I'm reading the Session Facade pattern of Mr. Floyd Marinescu's EJB Design Patterns Book. In page 10, it advices not to put domain logic in the Session Facade session bean, where it saids "domain model should contain all the business/use case logic in your applicaiont. Most Session Facade methods should simply delegate to the appropriate entity bean...". It sounds like the entity beans should contains all the domain/business logic while Session Facade beans should just coordinating the usage of different entity beans to realize the use case behavior.
- Posted by: arthur chan
- Posted on: May 27 2004 12:22 EDT
However, on the same page on a differnt bullet named "Good usuability", it says, "The encapsulation of application logic into session beans means that our entity beans can contain data and data access logic only, making them reusable across sessions beans in the same or even in different applications."
I'm a little confused about the seemingly contradict descriptions on the same subject. Maybe my understanding of domain model is different. But it seems to make more sense for the Session Facade beans to contain the business logic while the entity beans just to model the persistence business objects.
Please kindly provide some insight and/or clarification of this. Many thanks in advance.
- Where is the business logic by Mike B on May 27 2004 16:27 EDT
- Session Facade - Placing Domain Logic in session beans by Joe Attardi on May 28 2004 09:53 EDT
If I understand the question that you have - you are basically asking where does the business logic go. If that is not the question I apologize.
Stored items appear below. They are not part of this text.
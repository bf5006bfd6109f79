//! Request (`Cookie`) and response (`Set-Cookie`) cookies.
//!
//! ```
//! use jbrest::header::cookie::read_cookies;
//!
//! let cookies = read_cookies("$Version=1; session=abc; $Path=/app, theme=dark");
//! assert_eq!(cookies[0].name(), "session");
//! assert_eq!(cookies[0].path(), Some("/app"));
//! assert_eq!(cookies[1].value(), "dark");
//! ```
use std::borrow::Cow;
use std::cmp::Ordering;
use std::fmt;
use std::str::FromStr;
use std::time::SystemTime;

use crate::header::date::{format_date, read_date};
use crate::header::{write_quoted_if_white_space, HeaderParseError, COOKIE, SET_COOKIE};

pub const DEFAULT_VERSION: u32 = 1;

#[derive(Debug, Clone, PartialEq, Eq, Hash)]
pub struct Cookie {
    name: String,
    value: String,
    version: u32,
    path: Option<String>,
    domain: Option<String>,
}

impl Cookie {
    pub fn new(name: &str, value: &str) -> Self {
        Self {
            name: name.to_string(),
            value: value.to_string(),
            version: DEFAULT_VERSION,
            path: None,
            domain: None,
        }
    }
    pub fn with_version(mut self, version: u32) -> Self {
        self.version = version;
        self
    }
    pub fn with_path(mut self, path: &str) -> Self {
        self.path = Some(path.to_string());
        self
    }
    pub fn with_domain(mut self, domain: &str) -> Self {
        self.domain = Some(domain.to_string());
        self
    }
    pub fn name(&self) -> &str {
        &self.name
    }
    pub fn value(&self) -> &str {
        &self.value
    }
    pub fn version(&self) -> u32 {
        self.version
    }
    pub fn path(&self) -> Option<&str> {
        self.path.as_deref()
    }
    pub fn domain(&self) -> Option<&str> {
        self.domain.as_deref()
    }
}

impl fmt::Display for Cookie {
    fn fmt(&self, f: &mut fmt::Formatter<'_>) -> fmt::Result {
        write!(f, "$Version={};{}=", self.version, self.name)?;
        write_quoted_if_white_space(f, &self.value)?;
        if let Some(path) = &self.path {
            f.write_str(";$Path=")?;
            write_quoted_if_white_space(f, path)?;
        }
        if let Some(domain) = &self.domain {
            f.write_str(";$Domain=")?;
            write_quoted_if_white_space(f, domain)?;
        }
        Ok(())
    }
}

impl FromStr for Cookie {
    type Err = HeaderParseError;
    fn from_str(s: &str) -> Result<Self, HeaderParseError> {
        read_cookies(s)
            .into_iter()
            .next()
            .ok_or_else(|| HeaderParseError::new(COOKIE, &format!("no cookie in '{}'", s)))
    }
}

/// Split `name=value`, trimming both sides. A quoted value loses its quotes
/// and its quoted pairs are unescaped.
fn crumbs(bite: &str) -> (&str, Cow<'_, str>) {
    let mut parts = bite.splitn(2, '=');
    let name = parts.next().unwrap_or("").trim();
    let value = parts.next().unwrap_or("").trim();
    if value.len() > 1 && value.starts_with('"') && value.ends_with('"') {
        return (name, Cow::Owned(unquote(&value[1..value.len() - 1])));
    }
    (name, Cow::Borrowed(value))
}

fn unquote(quoted: &str) -> String {
    let mut value = String::with_capacity(quoted.len());
    let mut chars = quoted.chars();
    while let Some(c) = chars.next() {
        match c {
            '\\' => value.extend(chars.next()),
            c => value.push(c),
        }
    }
    value
}

/// Read every cookie in a `Cookie` header, in order. `$Version` applies to
/// the cookies after it; `$Path` and `$Domain` to the cookie before them.
/// When a name repeats the first occurrence is kept, as user agents list the
/// most specific path first.
pub fn read_cookies(header: &str) -> Vec<Cookie> {
    let mut cookies: Vec<Cookie> = vec![];
    let mut current: Option<Cookie> = None;
    let mut version = 0;
    for bite in header.split(|c| c == ';' || c == ',') {
        let (name, value) = crumbs(bite);
        if name.is_empty() {
            continue;
        }
        if !name.starts_with('$') {
            push_cookie(&mut cookies, current.take());
            current = Some(Cookie::new(name, &value).with_version(version));
        } else if name.eq_ignore_ascii_case("$Version") {
            version = value.parse().unwrap_or(version);
        } else if name.eq_ignore_ascii_case("$Path") {
            if let Some(cookie) = current.as_mut() {
                cookie.path = Some(value.to_string());
            }
        } else if name.eq_ignore_ascii_case("$Domain") {
            if let Some(cookie) = current.as_mut() {
                cookie.domain = Some(value.to_string());
            }
        }
    }
    push_cookie(&mut cookies, current);
    cookies
}

fn push_cookie(cookies: &mut Vec<Cookie>, cookie: Option<Cookie>) {
    if let Some(cookie) = cookie {
        if !cookies.iter().any(|c| c.name == cookie.name) {
            cookies.push(cookie);
        }
    }
}

#[derive(Debug, Clone, Copy, PartialEq, Eq, Hash)]
pub enum SameSite {
    Strict,
    Lax,
    None,
}

impl fmt::Display for SameSite {
    fn fmt(&self, f: &mut fmt::Formatter<'_>) -> fmt::Result {
        match self {
            SameSite::Strict => f.write_str("Strict"),
            SameSite::Lax => f.write_str("Lax"),
            SameSite::None => f.write_str("None"),
        }
    }
}

impl FromStr for SameSite {
    type Err = HeaderParseError;
    fn from_str(s: &str) -> Result<Self, HeaderParseError> {
        match s.to_ascii_lowercase().as_str() {
            "strict" => Ok(SameSite::Strict),
            "lax" => Ok(SameSite::Lax),
            "none" => Ok(SameSite::None),
            _ => Err(HeaderParseError::new(
                SET_COOKIE,
                &format!("invalid SameSite value '{}'", s),
            )),
        }
    }
}

/// A cookie set by a `Set-Cookie` response header.
#[derive(Debug, Clone, PartialEq, Eq, Hash)]
pub struct NewCookie {
    cookie: Cookie,
    comment: Option<String>,
    max_age: Option<i64>,
    expiry: Option<SystemTime>,
    secure: bool,
    http_only: bool,
    same_site: Option<SameSite>,
}

impl NewCookie {
    pub fn new(cookie: Cookie) -> Self {
        Self {
            cookie,
            comment: None,
            max_age: None,
            expiry: None,
            secure: false,
            http_only: false,
            same_site: None,
        }
    }
    pub fn with_comment(mut self, comment: &str) -> Self {
        self.comment = Some(comment.to_string());
        self
    }
    pub fn with_max_age(mut self, max_age: i64) -> Self {
        self.max_age = Some(max_age);
        self
    }
    pub fn with_expiry(mut self, expiry: SystemTime) -> Self {
        self.expiry = Some(expiry);
        self
    }
    pub fn with_secure(mut self, secure: bool) -> Self {
        self.secure = secure;
        self
    }
    pub fn with_http_only(mut self, http_only: bool) -> Self {
        self.http_only = http_only;
        self
    }
    pub fn with_same_site(mut self, same_site: SameSite) -> Self {
        self.same_site = Some(same_site);
        self
    }
    pub fn cookie(&self) -> &Cookie {
        &self.cookie
    }
    pub fn name(&self) -> &str {
        self.cookie.name()
    }
    pub fn value(&self) -> &str {
        self.cookie.value()
    }
    pub fn comment(&self) -> Option<&str> {
        self.comment.as_deref()
    }
    pub fn max_age(&self) -> Option<i64> {
        self.max_age
    }
    pub fn expiry(&self) -> Option<SystemTime> {
        self.expiry
    }
    pub fn is_secure(&self) -> bool {
        self.secure
    }
    pub fn is_http_only(&self) -> bool {
        self.http_only
    }
    pub fn same_site(&self) -> Option<SameSite> {
        self.same_site
    }

    /// Of two cookies with the same name, the one with the longer path,
    /// then the later expiry, then the larger max age. `other` wins ties.
    pub fn preferred(self, other: NewCookie) -> NewCookie {
        let path_len = |c: &NewCookie| c.cookie.path.as_ref().map(String::len);
        let ordering = path_len(&self)
            .cmp(&path_len(&other))
            .then_with(|| self.expiry.cmp(&other.expiry))
            .then_with(|| self.max_age.cmp(&other.max_age));
        match ordering {
            Ordering::Greater => self,
            _ => other,
        }
    }
}

impl fmt::Display for NewCookie {
    fn fmt(&self, f: &mut fmt::Formatter<'_>) -> fmt::Result {
        write!(f, "{}=", self.cookie.name)?;
        write_quoted_if_white_space(f, &self.cookie.value)?;
        write!(f, ";Version={}", self.cookie.version)?;
        if let Some(comment) = &self.comment {
            f.write_str(";Comment=")?;
            write_quoted_if_white_space(f, comment)?;
        }
        if let Some(domain) = &self.cookie.domain {
            f.write_str(";Domain=")?;
            write_quoted_if_white_space(f, domain)?;
        }
        if let Some(path) = &self.cookie.path {
            f.write_str(";Path=")?;
            write_quoted_if_white_space(f, path)?;
        }
        if let Some(max_age) = self.max_age {
            write!(f, ";Max-Age={}", max_age)?;
        }
        if self.secure {
            f.write_str(";Secure")?;
        }
        if self.http_only {
            f.write_str(";HttpOnly")?;
        }
        if let Some(expiry) = self.expiry {
            write!(f, ";Expires={}", format_date(expiry))?;
        }
        if let Some(same_site) = self.same_site {
            write!(f, ";SameSite={}", same_site)?;
        }
        Ok(())
    }
}

/// Attributes are `;` separated; `Expires` dates contain commas, so unlike
/// the `Cookie` header a comma does not end the cookie.
impl FromStr for NewCookie {
    type Err = HeaderParseError;
    fn from_str(s: &str) -> Result<Self, HeaderParseError> {
        let invalid = |what: &str, value: &str| {
            HeaderParseError::new(SET_COOKIE, &format!("invalid {} '{}' in '{}'", what, value, s))
        };
        let mut bites = s.split(';');
        let (name, value) = crumbs(bites.next().unwrap_or(""));
        if name.is_empty() {
            return Err(HeaderParseError::new(
                SET_COOKIE,
                &format!("no cookie in '{}'", s),
            ));
        }
        let mut cookie = NewCookie::new(Cookie::new(name, &value));
        for bite in bites {
            let (name, value) = crumbs(bite);
            match name.to_ascii_lowercase().as_str() {
                "comment" => cookie.comment = Some(value.to_string()),
                "domain" => cookie.cookie.domain = Some(value.to_string()),
                "path" => cookie.cookie.path = Some(value.to_string()),
                "secure" => cookie.secure = true,
                "httponly" => cookie.http_only = true,
                "version" => {
                    cookie.cookie.version = value.parse().map_err(|_| invalid("version", &value))?
                }
                "max-age" => {
                    cookie.max_age = Some(value.parse().map_err(|_| invalid("max age", &value))?)
                }
                "expires" => {
                    cookie.expiry = Some(read_date(&value).map_err(|_| invalid("expiry", &value))?)
                }
                "samesite" => cookie.same_site = Some(value.parse()?),
                _ => (),
            }
        }
        Ok(cookie)
    }
}

#[cfg(test)]
mod test {
    use super::*;
    use std::time::{Duration, UNIX_EPOCH};

    #[test]
    fn test_cookie_round_trip() {
        let cookie = Cookie::new("fred", "flintstone").with_path("/bedrock");
        assert_eq!(cookie.to_string(), "$Version=1;fred=flintstone;$Path=/bedrock");
        assert_eq!(cookie.to_string().parse::<Cookie>().unwrap(), cookie);
    }

    #[test]
    fn test_cookie_versions_and_quotes() {
        let cookies = read_cookies("a=\"1\"; $Version=2; b=2; $Domain=example.com");
        assert_eq!(cookies.len(), 2);
        assert_eq!(cookies[0].value(), "1");
        assert_eq!(cookies[0].version(), 0);
        assert_eq!(cookies[1].version(), 2);
        assert_eq!(cookies[1].domain(), Some("example.com"));
        assert!("".parse::<Cookie>().is_err());
    }

    #[test]
    fn test_quoted_pairs_unescaped() {
        let cookies = read_cookies(r#"a="say \"hi\" \\o/"; b="plain""#);
        assert_eq!(cookies[0].value(), r#"say "hi" \o/"#);
        assert_eq!(cookies[1].value(), "plain");

        let cookie = Cookie::new("a", "say \"hi\"");
        assert_eq!(cookie.to_string(), r#"$Version=1;a="say \"hi\"""#);
        assert_eq!(cookie.to_string().parse::<Cookie>().unwrap(), cookie);
        let set: NewCookie = r#"sid="x \"y\""; Path=/"#.parse().unwrap();
        assert_eq!(set.value(), "x \"y\"");
    }

    #[test]
    fn test_repeated_cookie_keeps_first() {
        let cookies = read_cookies("id=1; $Path=/a/b; id=2; $Path=/a");
        assert_eq!(cookies.len(), 1);
        assert_eq!(cookies[0].value(), "1");
    }

    #[test]
    fn test_new_cookie_parse() {
        let cookie: NewCookie =
            "sid=31d4; Path=/; Domain=example.com; Max-Age=3600; Secure; HttpOnly; SameSite=lax; Expires=Sun, 06 Nov 1994 08:49:37 GMT"
                .parse()
                .unwrap();
        assert_eq!(cookie.name(), "sid");
        assert_eq!(cookie.cookie().path(), Some("/"));
        assert_eq!(cookie.max_age(), Some(3600));
        assert!(cookie.is_secure() && cookie.is_http_only());
        assert_eq!(cookie.same_site(), Some(SameSite::Lax));
        assert_eq!(
            cookie.expiry(),
            Some(UNIX_EPOCH + Duration::from_secs(784111777))
        );
        assert_eq!(cookie.to_string().parse::<NewCookie>().unwrap(), cookie);
    }

    #[test]
    fn test_new_cookie_errors() {
        assert!("sid=1; Max-Age=soon".parse::<NewCookie>().is_err());
        assert!("sid=1; SameSite=sometimes".parse::<NewCookie>().is_err());
        assert!("=1".parse::<NewCookie>().is_err());
    }

    #[test]
    fn test_preferred_cookie() {
        let short = NewCookie::new(Cookie::new("a", "1").with_path("/"));
        let long = NewCookie::new(Cookie::new("a", "2").with_path("/app"));
        assert_eq!(short.clone().preferred(long.clone()).value(), "2");
        assert_eq!(long.preferred(short).value(), "2");

        let old = NewCookie::new(Cookie::new("a", "1")).with_max_age(10);
        let young = NewCookie::new(Cookie::new("a", "2")).with_max_age(100);
        assert_eq!(young.preferred(old).value(), "2");

        let first = NewCookie::new(Cookie::new("a", "1"));
        let second = NewCookie::new(Cookie::new("a", "2"));
        assert_eq!(first.preferred(second).value(), "2");
    }
}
Scanning the example in the book it is using an Account/Transfer Fund example showing how a method on a Session Facade like transferFunds(userPK, accountPK, accountPK2, amount) is better than the 6 calls needed using Entity Beans to try to accomplish the same thing. In this exampe it would appear that the BL to withdraw and deposit are in the EB. For example withdraw(amount) may have a check to see if their is enough $ in the account. Therefore my guess is that is why the book states "Session Bean should delegate to appropriate Entity Bean"
However I think the main point being made is that the Facade layer is not a good place to put biz logic. The Session Facade's main purpose is to minimize the number of NW calls (among other things) by creating a coarse grained interface. (see p.5 of EJB Design Patterns Book). So the Session Bean is an access point for the client to get at biz logic.
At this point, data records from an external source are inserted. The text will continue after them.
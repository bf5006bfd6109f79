//! `Cache-Control` directives.
use std::collections::BTreeMap;
use std::fmt;
use std::str::FromStr;

use crate::header::reader::{self, HeaderTokens, ParseError};
use crate::header::{parse_with, HeaderParseError, CACHE_CONTROL};

/// Parsed `Cache-Control` value. A new value has `no-transform` set; a
/// parsed one only when the header says so.
///
/// ```
/// use jbrest::header::CacheControl;
///
/// let cc: CacheControl = "private=\"set-cookie\", max-age=60, public".parse().unwrap();
/// assert!(cc.is_private());
/// assert_eq!(cc.private_fields(), &["set-cookie".to_string()]);
/// assert_eq!(cc.max_age(), Some(60));
/// assert_eq!(cc.extensions().get("public"), Some(&None));
/// assert_eq!(cc.to_string(), "private=\"set-cookie\", max-age=60, public");
/// ```
#[derive(Debug, Clone, PartialEq, Eq)]
pub struct CacheControl {
    private: bool,
    private_fields: Vec<String>,
    no_cache: bool,
    no_cache_fields: Vec<String>,
    no_store: bool,
    no_transform: bool,
    must_revalidate: bool,
    proxy_revalidate: bool,
    max_age: Option<i64>,
    s_max_age: Option<i64>,
    extensions: BTreeMap<String, Option<String>>,
}

impl Default for CacheControl {
    fn default() -> Self {
        Self {
            private: false,
            private_fields: vec![],
            no_cache: false,
            no_cache_fields: vec![],
            no_store: false,
            no_transform: true,
            must_revalidate: false,
            proxy_revalidate: false,
            max_age: None,
            s_max_age: None,
            extensions: BTreeMap::new(),
        }
    }
}

impl CacheControl {
    pub fn new() -> Self {
        Self::default()
    }
    pub fn with_private(mut self, fields: &[&str]) -> Self {
        self.private = true;
        self.private_fields = fields.iter().map(|f| f.to_string()).collect();
        self
    }
    pub fn with_no_cache(mut self, fields: &[&str]) -> Self {
        self.no_cache = true;
        self.no_cache_fields = fields.iter().map(|f| f.to_string()).collect();
        self
    }
    pub fn with_no_store(mut self, no_store: bool) -> Self {
        self.no_store = no_store;
        self
    }
    pub fn with_no_transform(mut self, no_transform: bool) -> Self {
        self.no_transform = no_transform;
        self
    }
    pub fn with_must_revalidate(mut self, must_revalidate: bool) -> Self {
        self.must_revalidate = must_revalidate;
        self
    }
    pub fn with_proxy_revalidate(mut self, proxy_revalidate: bool) -> Self {
        self.proxy_revalidate = proxy_revalidate;
        self
    }
    pub fn with_max_age(mut self, seconds: i64) -> Self {
        self.max_age = Some(seconds);
        self
    }
    pub fn with_s_max_age(mut self, seconds: i64) -> Self {
        self.s_max_age = Some(seconds);
        self
    }
    pub fn with_extension(mut self, name: &str, value: Option<&str>) -> Self {
        self.extensions
            .insert(name.to_string(), value.map(str::to_string));
        self
    }
    pub fn is_private(&self) -> bool {
        self.private
    }
    pub fn private_fields(&self) -> &[String] {
        &self.private_fields
    }
    pub fn is_no_cache(&self) -> bool {
        self.no_cache
    }
    pub fn no_cache_fields(&self) -> &[String] {
        &self.no_cache_fields
    }
    pub fn is_no_store(&self) -> bool {
        self.no_store
    }
    pub fn is_no_transform(&self) -> bool {
        self.no_transform
    }
    pub fn is_must_revalidate(&self) -> bool {
        self.must_revalidate
    }
    pub fn is_proxy_revalidate(&self) -> bool {
        self.proxy_revalidate
    }
    pub fn max_age(&self) -> Option<i64> {
        self.max_age
    }
    pub fn s_max_age(&self) -> Option<i64> {
        self.s_max_age
    }
    pub fn extensions(&self) -> &BTreeMap<String, Option<String>> {
        &self.extensions
    }

    fn read_field_names(
        fields: &mut Vec<String>,
        reader: &mut dyn HeaderTokens,
    ) -> reader::Result<()> {
        if !reader.has_next_separator('=', false) {
            return Ok(());
        }
        reader.next_separator('=')?;
        let list = reader.next_quoted_string()?;
        fields.extend(
            list.split(',')
                .map(str::trim)
                .filter(|f| !f.is_empty())
                .map(str::to_string),
        );
        Ok(())
    }

    fn read_seconds(reader: &mut dyn HeaderTokens, directive: &str) -> reader::Result<i64> {
        reader.next_separator('=')?;
        let index = reader.index();
        reader.next_token()?.parse().map_err(|_| {
            ParseError::new(
                index,
                &format!("error parsing integer value for {} directive", directive),
            )
        })
    }

    fn read_directive(&mut self, reader: &mut dyn HeaderTokens) -> reader::Result<()> {
        let directive = reader.next_token()?.to_ascii_lowercase();
        match directive.as_str() {
            "private" => {
                self.private = true;
                Self::read_field_names(&mut self.private_fields, reader)?;
            }
            "no-cache" => {
                self.no_cache = true;
                Self::read_field_names(&mut self.no_cache_fields, reader)?;
            }
            "no-store" => self.no_store = true,
            "no-transform" => self.no_transform = true,
            "must-revalidate" => self.must_revalidate = true,
            "proxy-revalidate" => self.proxy_revalidate = true,
            "max-age" => self.max_age = Some(Self::read_seconds(reader, &directive)?),
            "s-maxage" => self.s_max_age = Some(Self::read_seconds(reader, &directive)?),
            _ => {
                let mut value = None;
                if reader.has_next_separator('=', false) {
                    reader.next_separator('=')?;
                    value = Some(reader.next_token_or_quoted_string(false)?);
                }
                self.extensions.insert(directive, value);
            }
        }
        Ok(())
    }

    pub(crate) fn read_from(reader: &mut dyn HeaderTokens) -> reader::Result<Self> {
        let mut cache_control = Self::new().with_no_transform(false);
        while reader.has_next() {
            cache_control.read_directive(reader)?;
            if reader.has_next_separator(',', true) {
                reader.next_separator(',')?;
            }
        }
        Ok(cache_control)
    }
}

struct Directives<'a, 'f> {
    f: &'a mut fmt::Formatter<'f>,
    first: bool,
}

impl<'a, 'f> Directives<'a, 'f> {
    fn name(&mut self, name: &str) -> fmt::Result {
        if !self.first {
            self.f.write_str(", ")?;
        }
        self.first = false;
        self.f.write_str(name)
    }
    fn fields(&mut self, name: &str, fields: &[String]) -> fmt::Result {
        self.name(name)?;
        if !fields.is_empty() {
            write!(self.f, "=\"{}\"", fields.join(", "))?;
        }
        Ok(())
    }
}

impl fmt::Display for CacheControl {
    fn fmt(&self, f: &mut fmt::Formatter<'_>) -> fmt::Result {
        let mut out = Directives { f, first: true };
        if self.private {
            out.fields("private", &self.private_fields)?;
        }
        if self.no_cache {
            out.fields("no-cache", &self.no_cache_fields)?;
        }
        if self.no_store {
            out.name("no-store")?;
        }
        if self.no_transform {
            out.name("no-transform")?;
        }
        if self.must_revalidate {
            out.name("must-revalidate")?;
        }
        if self.proxy_revalidate {
            out.name("proxy-revalidate")?;
        }
        if let Some(max_age) = self.max_age {
            out.name("max-age")?;
            write!(out.f, "={}", max_age)?;
        }
        if let Some(s_max_age) = self.s_max_age {
            out.name("s-maxage")?;
            write!(out.f, "={}", s_max_age)?;
        }
        for (name, value) in &self.extensions {
            out.name(name)?;
            match value.as_deref() {
                Some("") | None => (),
                Some(value) if value.chars().any(char::is_whitespace) => {
                    write!(out.f, "=\"{}\"", value)?
                }
                Some(value) => write!(out.f, "={}", value)?,
            }
        }
        Ok(())
    }
}

impl FromStr for CacheControl {
    type Err = HeaderParseError;
    fn from_str(s: &str) -> Result<Self, HeaderParseError> {
        parse_with(CACHE_CONTROL, s, |r| Self::read_from(r))
    }
}

#[cfg(test)]
mod test {
    use super::*;

    #[test]
    fn test_default_has_no_transform() {
        assert_eq!(CacheControl::new().to_string(), "no-transform");
        let parsed: CacheControl = "no-store".parse().unwrap();
        assert!(!parsed.is_no_transform());
        assert!(parsed.is_no_store());
    }

    #[test]
    fn test_parse_all_directives() {
        let cc: CacheControl =
            "no-cache=\"a, b\", no-store, no-transform, must-revalidate, proxy-revalidate, max-age=10, s-maxage=20, ext=\"x y\""
                .parse()
                .unwrap();
        assert!(cc.is_no_cache());
        assert_eq!(cc.no_cache_fields(), &["a".to_string(), "b".to_string()]);
        assert!(cc.is_must_revalidate() && cc.is_proxy_revalidate());
        assert_eq!(cc.s_max_age(), Some(20));
        assert_eq!(cc.extensions()["ext"], Some("x y".to_string()));
        assert_eq!(
            cc.to_string(),
            "no-cache=\"a, b\", no-store, no-transform, must-revalidate, proxy-revalidate, max-age=10, s-maxage=20, ext=\"x y\""
        );
        assert_eq!(cc.to_string().parse::<CacheControl>().unwrap(), cc);
    }

    #[test]
    fn test_bad_max_age() {
        let err = "max-age=ten".parse::<CacheControl>().unwrap_err();
        assert!(err
            .reason()
            .contains("error parsing integer value for max-age directive"));
    }
}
However in general where the biz logic goes and how data is persisted is definately widely debated but in general:
SessionFacade method is used to make multiple calls out to other components/objects that contain the BL.
- these components/objects that are called by the Session Facade method could be:
1. Entity Beans (as in the example)
2. other Session Beans which rely on Enity Beans
3. other Session Beans which use DAO (or other framework like JDO etc.)
4. POJOs which use DAO (or other framework like JDO etc.)
Hope this clears it up (at least a little)
My preference is to minimize the code in the session bean itself. Usually, I will have some kind of an "Application Service" object (just a POJO) which contains the actual business logic. Then, all the session facade really does is instantiates one of these Application Services and run the business logic. Check out the Application Service design pattern at http://www.corej2eepatterns.com/Patterns2ndEd/ApplicationService.htm .
If you haven't read it, I highly recommend Core J2EE Patterns: Best Practices and Design Strategies by Alur, Crupi, and Malks. It's a wonderful collection of design patterns.